TASK DETAILS:
All lines before the one containing "HoursOpen? -> Dispatched", plus that line itself, are to be printed exactly as they appear below.
RECORDS FOR THE TASK: Begin
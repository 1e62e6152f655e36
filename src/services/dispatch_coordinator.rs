//! services/dispatch_coordinator.rs
//! Una pasada del scheduler sobre los contactos de una campaña.
//!
//! Por contacto: Pending -> Due? -> SenderAssigned? -> HoursOpen? -> Dispatched
//! -> {Sent | Failed}. Cualquier "no" antes de Dispatched termina en Deferred.
//! No hay estado propio entre pasadas: todo vive en contacts y tracking_records,
//! así que repetir una pasada (por ejemplo tras un crash) es seguro.

use std::collections::{HashMap, HashSet};
use std::sync::{Arc, Mutex};

use anyhow::{anyhow, Result};
use chrono::{DateTime, Utc};
use futures::stream::{self, StreamExt};
use tokio::time::Instant;

use crate::{
    config::scheduler_config::SchedulerConfig,
    models::{
        campaign_model::{CampaignStatus, Contact},
        dispatch_model::{ContactPreview, DeferReason, DispatchOutcome, PassSummary},
        sequence_model::{MessageTemplate, SequenceStep},
        tracking_model::{TrackingKey, TrackingStatus},
    },
    services::{
        business_hours::BusinessHoursGate,
        campaign_store::CampaignStore,
        mail_transport::{MailTransport, TransportError},
        sender_pool::{self, SenderPool},
        sequence_clock::{self, SequenceDecision},
        template_renderer,
        tracking_ledger::TrackingLedger,
    },
};

/// Datos compartidos por todos los contactos de una pasada.
struct PassContext {
    campaign_id: String,
    steps: Vec<SequenceStep>,
    templates: HashMap<String, MessageTemplate>,
    now: DateTime<Utc>,
    /// Reloj monotónico tomado junto con `now`.
    started: Instant,
    /// Remitentes con error de autenticación en esta pasada.
    /// Solo excluye; nunca decide cuota ni duplicados.
    excluded_senders: Mutex<HashSet<i64>>,
}

impl PassContext {
    fn excluded(&self) -> HashSet<i64> {
        self.excluded_senders
            .lock()
            .map(|set| set.clone())
            .unwrap_or_default()
    }

    /// `now` más lo transcurrido en la pasada: instante real del envío.
    fn elapsed_now(&self) -> DateTime<Utc> {
        let elapsed = chrono::Duration::from_std(self.started.elapsed())
            .unwrap_or_else(|_| chrono::Duration::zero());
        self.now + elapsed
    }

    fn exclude(&self, sender_id: i64) {
        if let Ok(mut set) = self.excluded_senders.lock() {
            set.insert(sender_id);
        }
    }
}

#[derive(Clone)]
pub struct DispatchCoordinator {
    store: CampaignStore,
    sender_pool: SenderPool,
    gate: BusinessHoursGate,
    ledger: TrackingLedger,
    transport: Arc<dyn MailTransport>,
    config: SchedulerConfig,
}

impl DispatchCoordinator {
    pub fn new(
        store: CampaignStore,
        sender_pool: SenderPool,
        gate: BusinessHoursGate,
        ledger: TrackingLedger,
        transport: Arc<dyn MailTransport>,
        config: SchedulerConfig,
    ) -> Self {
        Self {
            store,
            sender_pool,
            gate,
            ledger,
            transport,
            config,
        }
    }

    pub fn ledger(&self) -> &TrackingLedger {
        &self.ledger
    }

    pub async fn run_scheduler_pass(&self, campaign_id: &str) -> Result<PassSummary> {
        self.run_scheduler_pass_at(campaign_id, Utc::now()).await
    }

    /// Igual que `run_scheduler_pass` pero con un "ahora" explícito.
    /// Solo falla si no se pueden leer los datos de la campaña; los errores
    /// de cada contacto quedan en su resultado.
    pub async fn run_scheduler_pass_at(
        &self,
        campaign_id: &str,
        now: DateTime<Utc>,
    ) -> Result<PassSummary> {
        let mut summary = PassSummary::new(campaign_id);

        let campaign = self
            .store
            .get_campaign(campaign_id)
            .await?
            .ok_or_else(|| anyhow!("No existe la campaña {}", campaign_id))?;
        if campaign.status != CampaignStatus::Active {
            log::info!(
                "(run_scheduler_pass) Campaña {} está '{}', no se procesa.",
                campaign_id,
                campaign.status.as_str()
            );
            return Ok(summary);
        }

        let ctx = PassContext {
            campaign_id: campaign_id.to_string(),
            steps: self.store.active_steps(campaign_id).await?,
            templates: self.store.templates_for(campaign_id).await?,
            now,
            started: Instant::now(),
            excluded_senders: Mutex::new(HashSet::new()),
        };
        let contacts = self.store.list_active_contacts(campaign_id).await?;

        log::info!(
            "(run_scheduler_pass) Campaña {}: {} contactos, {} pasos activos.",
            campaign_id,
            contacts.len(),
            ctx.steps.len()
        );

        let deadline = Instant::now() + self.config.pass_timeout();
        let workers = self.config.worker_count.max(1);

        let outcomes: Vec<Option<DispatchOutcome>> = stream::iter(contacts)
            .map(|contact| {
                let ctx = &ctx;
                async move {
                    // Vencido el presupuesto no se empieza ningún contacto nuevo.
                    if Instant::now() >= deadline {
                        return None;
                    }
                    Some(self.process_contact_isolated(ctx, &contact).await)
                }
            })
            .buffer_unordered(workers)
            .collect()
            .await;

        for outcome in &outcomes {
            match outcome {
                Some(outcome) => summary.record(outcome),
                None => summary.unreached += 1,
            }
        }

        log::info!(
            "(run_scheduler_pass) Campaña {} terminada: dispatched={}, deferred={}, failed={}, not_due={}, unreached={}",
            campaign_id,
            summary.dispatched,
            summary.deferred,
            summary.failed,
            summary.not_due,
            summary.unreached
        );
        Ok(summary)
    }

    /// Una pasada por cada campaña activa. Un fallo de una campaña no corta las demás.
    pub async fn run_active_campaigns(&self) -> Result<Vec<PassSummary>> {
        let campaigns = self.store.list_active_campaigns().await?;
        let mut summaries = Vec::with_capacity(campaigns.len());
        for campaign in campaigns {
            match self.run_scheduler_pass(&campaign.id).await {
                Ok(summary) => summaries.push(summary),
                Err(e) => log::error!(
                    "(run_active_campaigns) Falló la pasada de {}: {:?}",
                    campaign.id,
                    e
                ),
            }
        }
        Ok(summaries)
    }

    /// Los errores de un contacto nunca abortan la pasada.
    async fn process_contact_isolated(&self, ctx: &PassContext, contact: &Contact) -> DispatchOutcome {
        match self.process_contact(ctx, contact).await {
            Ok(outcome) => outcome,
            Err(e) => {
                log::error!(
                    "(process_contact) Error procesando contacto {}: {:?}",
                    contact.id,
                    e
                );
                DispatchOutcome::Failed {
                    step: Some(contact.sequence_step + 1),
                    error: format!("{e:#}"),
                    permanent: false,
                }
            }
        }
    }

    async fn process_contact(&self, ctx: &PassContext, contact: &Contact) -> Result<DispatchOutcome> {
        let group = self.gate.resolve_group(contact.timezone_group.as_deref());
        let offset = self.gate.offset_for(group).unwrap_or(0);

        // 1) Pending -> Due
        let step_number = match sequence_clock::evaluate(contact, &ctx.steps, ctx.now, offset) {
            SequenceDecision::Complete => {
                let completed = self
                    .store
                    .mark_contact_completed(&ctx.campaign_id, contact.id, contact.sequence_step)
                    .await?;
                if !completed {
                    // Quedan pasos inactivos (o ninguno definido todavía): se espera.
                    log::info!(
                        "(process_contact) Contacto {} sin paso activo tras el {}; queda pendiente.",
                        contact.id,
                        contact.sequence_step
                    );
                    return Ok(DispatchOutcome::NotDue);
                }
                log::info!(
                    "(process_contact) Contacto {} completó la secuencia en el paso {}.",
                    contact.id,
                    contact.sequence_step
                );
                return Ok(DispatchOutcome::Complete);
            }
            SequenceDecision::NotDue { .. } => return Ok(DispatchOutcome::NotDue),
            SequenceDecision::Due { step, .. } => step,
        };

        // 2) Due -> SenderAssigned
        let today = self.sender_pool.quota_day(ctx.now);
        let Some(sender) = self
            .sender_pool
            .select_sender(&ctx.campaign_id, contact.id, today, &ctx.excluded())
            .await?
        else {
            log::info!(
                "(process_contact) Sin remitente elegible para contacto {}.",
                contact.id
            );
            return Ok(deferred(DeferReason::NoSender));
        };

        // 3) SenderAssigned -> HoursOpen
        if !self.gate.is_sendable(group, ctx.now) {
            return Ok(deferred(DeferReason::OutsideHours));
        }

        let step = ctx
            .steps
            .iter()
            .find(|s| s.step_number == step_number)
            .ok_or_else(|| anyhow!("Paso {} desapareció de la pasada", step_number))?;
        let template = ctx.templates.get(&step.template_key).ok_or_else(|| {
            anyhow!(
                "Plantilla '{}' no encontrada para el paso {}",
                step.template_key,
                step_number
            )
        })?;

        // 4) HoursOpen -> Dispatched (reserva idempotente + cupo)
        let key = TrackingKey::new(&ctx.campaign_id, contact.id, step_number);
        if !self.ledger.try_reserve(&key, &sender.email, ctx.now).await? {
            log::warn!(
                "(process_contact) Paso {} del contacto {} ya enviado o en curso; se omite.",
                step_number,
                contact.id
            );
            return Ok(deferred(DeferReason::AlreadySent));
        }

        if !self.sender_pool.claim_slot(sender.id, ctx.now).await? {
            log::info!(
                "(process_contact) {} se quedó sin cupo antes de enviar al contacto {}.",
                sender.email,
                contact.id
            );
            self.ledger
                .record_outcome(
                    &key,
                    TrackingStatus::Deferred,
                    &sender.email,
                    Some("sender quota exhausted"),
                    ctx.now,
                )
                .await?;
            return Ok(deferred(DeferReason::NoSender));
        }

        // 5) Dispatched -> Sent | Failed
        let email = template_renderer::render(template, contact, &sender);
        match self.transport.send(&sender, &email).await {
            Ok(sent) => {
                self.ledger
                    .record_sent_and_advance(
                        &key,
                        &sender.email,
                        &sent.message_id,
                        ctx.elapsed_now(),
                    )
                    .await?;
                log::info!(
                    "(process_contact) Paso {} enviado a {} desde {} (message_id={}).",
                    step_number,
                    contact.email,
                    sender.email,
                    sent.message_id
                );
                Ok(DispatchOutcome::Sent {
                    step: step_number,
                    sender_email: sender.email,
                    message_id: sent.message_id,
                })
            }
            Err(err) => {
                self.sender_pool.release_slot(sender.id, ctx.now).await?;
                self.handle_transport_error(ctx, &key, &sender.email, sender.id, err)
                    .await
            }
        }
    }

    async fn handle_transport_error(
        &self,
        ctx: &PassContext,
        key: &TrackingKey,
        sender_email: &str,
        sender_id: i64,
        err: TransportError,
    ) -> Result<DispatchOutcome> {
        let error = err.to_string();
        match err {
            TransportError::Transient(_) => {
                log::warn!(
                    "(process_contact) Fallo transitorio para contacto {} paso {}: {}",
                    key.contact_id,
                    key.step,
                    error
                );
                self.ledger
                    .record_outcome(key, TrackingStatus::Failed, sender_email, Some(&error), ctx.now)
                    .await?;
                Ok(DispatchOutcome::Failed {
                    step: Some(key.step),
                    error,
                    permanent: false,
                })
            }
            TransportError::Permanent(_) => {
                log::error!(
                    "(process_contact) Fallo permanente para contacto {} paso {}; se detiene la secuencia: {}",
                    key.contact_id,
                    key.step,
                    error
                );
                self.ledger
                    .record_failed_and_halt(key, sender_email, &error, ctx.now)
                    .await?;
                Ok(DispatchOutcome::Failed {
                    step: Some(key.step),
                    error,
                    permanent: true,
                })
            }
            TransportError::SenderAuth(_) => {
                log::error!(
                    "(process_contact) Remitente {} excluido por el resto de la pasada: {}",
                    sender_email,
                    error
                );
                ctx.exclude(sender_id);
                self.ledger
                    .record_outcome(key, TrackingStatus::Deferred, sender_email, Some(&error), ctx.now)
                    .await?;
                Ok(deferred(DeferReason::SenderAuth))
            }
        }
    }

    /// Lo que haría una pasada en `now`, sin escribir nada.
    /// Usa las mismas funciones que el envío real.
    pub async fn preview_campaign(
        &self,
        campaign_id: &str,
        now: DateTime<Utc>,
    ) -> Result<Vec<ContactPreview>> {
        let steps = self.store.active_steps(campaign_id).await?;
        let contacts = self.store.list_active_contacts(campaign_id).await?;
        let eligible = self
            .sender_pool
            .eligible(campaign_id, self.sender_pool.quota_day(now))
            .await?;

        let previews = contacts
            .into_iter()
            .map(|contact| {
                let group = self.gate.resolve_group(contact.timezone_group.as_deref());
                let offset = self.gate.offset_for(group).unwrap_or(0);
                let decision = sequence_clock::evaluate(&contact, &steps, now, offset);
                ContactPreview {
                    contact_id: contact.id,
                    email: contact.email.clone(),
                    status: contact.status,
                    sequence_step: contact.sequence_step,
                    next_step: decision.step(),
                    due: decision.is_due(),
                    due_at: decision.due_at(),
                    sendable_now: self.gate.is_sendable(group, now),
                    assigned_sender: sender_pool::rotate(&eligible, contact.id)
                        .map(|s| s.email.clone()),
                    evaluated_at: now,
                }
            })
            .collect();

        Ok(previews)
    }
}

fn deferred(reason: DeferReason) -> DispatchOutcome {
    DispatchOutcome::Deferred { reason }
}
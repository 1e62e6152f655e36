//! models/sequence_model.rs
//! Definición de los pasos de una secuencia y sus plantillas.

use anyhow::{anyhow, Result};
use serde::{Deserialize, Serialize};

/// Regla de tiempo de un paso, relativa al último contacto.
#[derive(Debug, Clone, Copy, PartialEq, Eq, Serialize, Deserialize)]
#[serde(rename_all = "snake_case", tag = "kind", content = "value")]
pub enum TimingRule {
    Immediate,
    AfterDays(u32),
    AfterHours(u32),
}

impl TimingRule {
    /// Convierte las columnas (timing_kind, timing_value) de la tabla.
    pub fn from_columns(kind: &str, value: i64) -> Result<Self> {
        let value = u32::try_from(value)
            .map_err(|_| anyhow!("timing_value fuera de rango: {}", value))?;
        match kind {
            "immediate" => Ok(TimingRule::Immediate),
            "days" => Ok(TimingRule::AfterDays(value)),
            "hours" => Ok(TimingRule::AfterHours(value)),
            other => Err(anyhow!("timing_kind desconocido: {}", other)),
        }
    }

    pub fn to_columns(&self) -> (&'static str, i64) {
        match self {
            TimingRule::Immediate => ("immediate", 0),
            TimingRule::AfterDays(n) => ("days", i64::from(*n)),
            TimingRule::AfterHours(n) => ("hours", i64::from(*n)),
        }
    }
}

#[derive(Debug, Clone, Serialize)]
pub struct SequenceStep {
    pub campaign_id: String,
    pub step_number: i32,
    pub timing: TimingRule,
    pub template_key: String,
    pub active: bool,
}

#[derive(Debug, Clone, Serialize, Deserialize)]
pub struct MessageTemplate {
    pub template_key: String,
    pub subject: String,
    pub body: String,
}

/// Momento a partir del cual un paso vence.
/// Los pasos por días se comparan por fecha de calendario local.
#[derive(Debug, Clone, Copy, PartialEq, Eq, Serialize)]
#[serde(rename_all = "snake_case", tag = "kind", content = "value")]
pub enum DueAt {
    Date(chrono::NaiveDate),
    Instant(chrono::DateTime<chrono::Utc>),
}
//! models/dispatch_model.rs
//! Resultados de una pasada del scheduler.

use std::collections::BTreeMap;

use chrono::{DateTime, Utc};
use serde::Serialize;

use crate::models::{campaign_model::ContactStatus, sequence_model::DueAt};

#[derive(Debug, Clone, Copy, PartialEq, Eq, Hash, PartialOrd, Ord, Serialize)]
#[serde(rename_all = "snake_case")]
pub enum DeferReason {
    NoSender,
    OutsideHours,
    AlreadySent,
    SenderAuth,
}

/// Estado terminal de un contacto dentro de una pasada.
#[derive(Debug, Clone, PartialEq, Eq, Serialize)]
#[serde(rename_all = "snake_case", tag = "outcome")]
pub enum DispatchOutcome {
    NotDue,
    /// No hay más pasos; el contacto queda 'completed'.
    Complete,
    Deferred { reason: DeferReason },
    Sent {
        step: i32,
        sender_email: String,
        message_id: String,
    },
    Failed {
        step: Option<i32>,
        error: String,
        permanent: bool,
    },
}

#[derive(Debug, Clone, Default, PartialEq, Eq, Serialize)]
pub struct PassSummary {
    pub campaign_id: String,
    pub dispatched: u32,
    pub deferred: u32,
    pub failed: u32,
    pub not_due: u32,
    pub completed: u32,
    pub halted: u32,
    /// Contactos que no se alcanzaron antes del timeout de la pasada.
    pub unreached: u32,
    pub deferred_by_reason: BTreeMap<DeferReason, u32>,
    pub sender_usage: BTreeMap<String, u32>,
}

impl PassSummary {
    pub fn new(campaign_id: &str) -> Self {
        Self {
            campaign_id: campaign_id.to_string(),
            ..Default::default()
        }
    }

    pub fn record(&mut self, outcome: &DispatchOutcome) {
        match outcome {
            DispatchOutcome::NotDue => self.not_due += 1,
            DispatchOutcome::Complete => self.completed += 1,
            DispatchOutcome::Deferred { reason } => {
                self.deferred += 1;
                *self.deferred_by_reason.entry(*reason).or_insert(0) += 1;
            }
            DispatchOutcome::Sent { sender_email, .. } => {
                self.dispatched += 1;
                *self.sender_usage.entry(sender_email.clone()).or_insert(0) += 1;
            }
            DispatchOutcome::Failed { permanent, .. } => {
                self.failed += 1;
                if *permanent {
                    self.halted += 1;
                }
            }
        }
    }

    pub fn deferred_for(&self, reason: DeferReason) -> u32 {
        self.deferred_by_reason.get(&reason).copied().unwrap_or(0)
    }
}

/// Vista de solo lectura de lo que haría la próxima pasada.
#[derive(Debug, Clone, Serialize)]
pub struct ContactPreview {
    pub contact_id: i64,
    pub email: String,
    pub status: ContactStatus,
    pub sequence_step: i32,
    pub next_step: Option<i32>,
    pub due: bool,
    pub due_at: Option<DueAt>,
    pub sendable_now: bool,
    pub assigned_sender: Option<String>,
    pub evaluated_at: DateTime<Utc>,
}
//! services/mod.rs
//! Módulo que agrupa los componentes del scheduler.

pub mod business_hours;
pub mod campaign_store;
pub mod dispatch_coordinator;
pub mod mail_transport;
pub mod sender_pool;
pub mod sequence_clock;
pub mod template_renderer;
pub mod tracking_ledger;
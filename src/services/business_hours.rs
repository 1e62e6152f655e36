//! services/business_hours.rs
//! Ventana horaria local por grupo de zona horaria (offset fijo).

use std::collections::BTreeMap;

use chrono::{DateTime, Timelike, Utc};

use crate::config::scheduler_config::SchedulerConfig;

#[derive(Debug, Clone)]
pub struct BusinessHoursGate {
    offsets: BTreeMap<String, i32>,
    default_group: String,
    start_hour: u32,
    end_hour: u32,
}

impl BusinessHoursGate {
    pub fn new(
        offsets: BTreeMap<String, i32>,
        default_group: &str,
        start_hour: u32,
        end_hour: u32,
    ) -> Self {
        Self {
            offsets,
            default_group: default_group.to_string(),
            start_hour,
            end_hour,
        }
    }

    pub fn from_config(config: &SchedulerConfig) -> Self {
        Self::new(
            config.timezone_groups.clone(),
            &config.default_timezone_group,
            config.business_hours_start,
            config.business_hours_end,
        )
    }

    /// Grupo efectivo de un contacto (el de defecto si no tiene).
    pub fn resolve_group<'a>(&'a self, group: Option<&'a str>) -> &'a str {
        group.unwrap_or(self.default_group.as_str())
    }

    pub fn offset_for(&self, group: &str) -> Option<i32> {
        self.offsets.get(group).copied()
    }

    pub fn local_hour(utc_hour: u32, offset: i32) -> u32 {
        (utc_hour as i32 + offset + 24).rem_euclid(24) as u32
    }

    /// Hora local dentro de [start, end). Grupos desconocidos nunca son enviables.
    pub fn is_sendable(&self, group: &str, now: DateTime<Utc>) -> bool {
        match self.offset_for(group) {
            Some(offset) => {
                let hour = Self::local_hour(now.hour(), offset);
                hour >= self.start_hour && hour < self.end_hour
            }
            None => {
                log::warn!(
                    "(is_sendable) Grupo de zona horaria desconocido '{}', se difiere.",
                    group
                );
                false
            }
        }
    }
}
RECORDS FOR THE TASK: End
TASK OUTPUT:
repository 1e62e6152f655e36
filename src/services/dispatch_coordinator.rs
//! services/dispatch_coordinator.rs
//! Una pasada del scheduler sobre los contactos de una campaña.
//!
//! Por contacto: Pending -> Due? -> SenderAssigned? -> HoursOpen? -> Dispatched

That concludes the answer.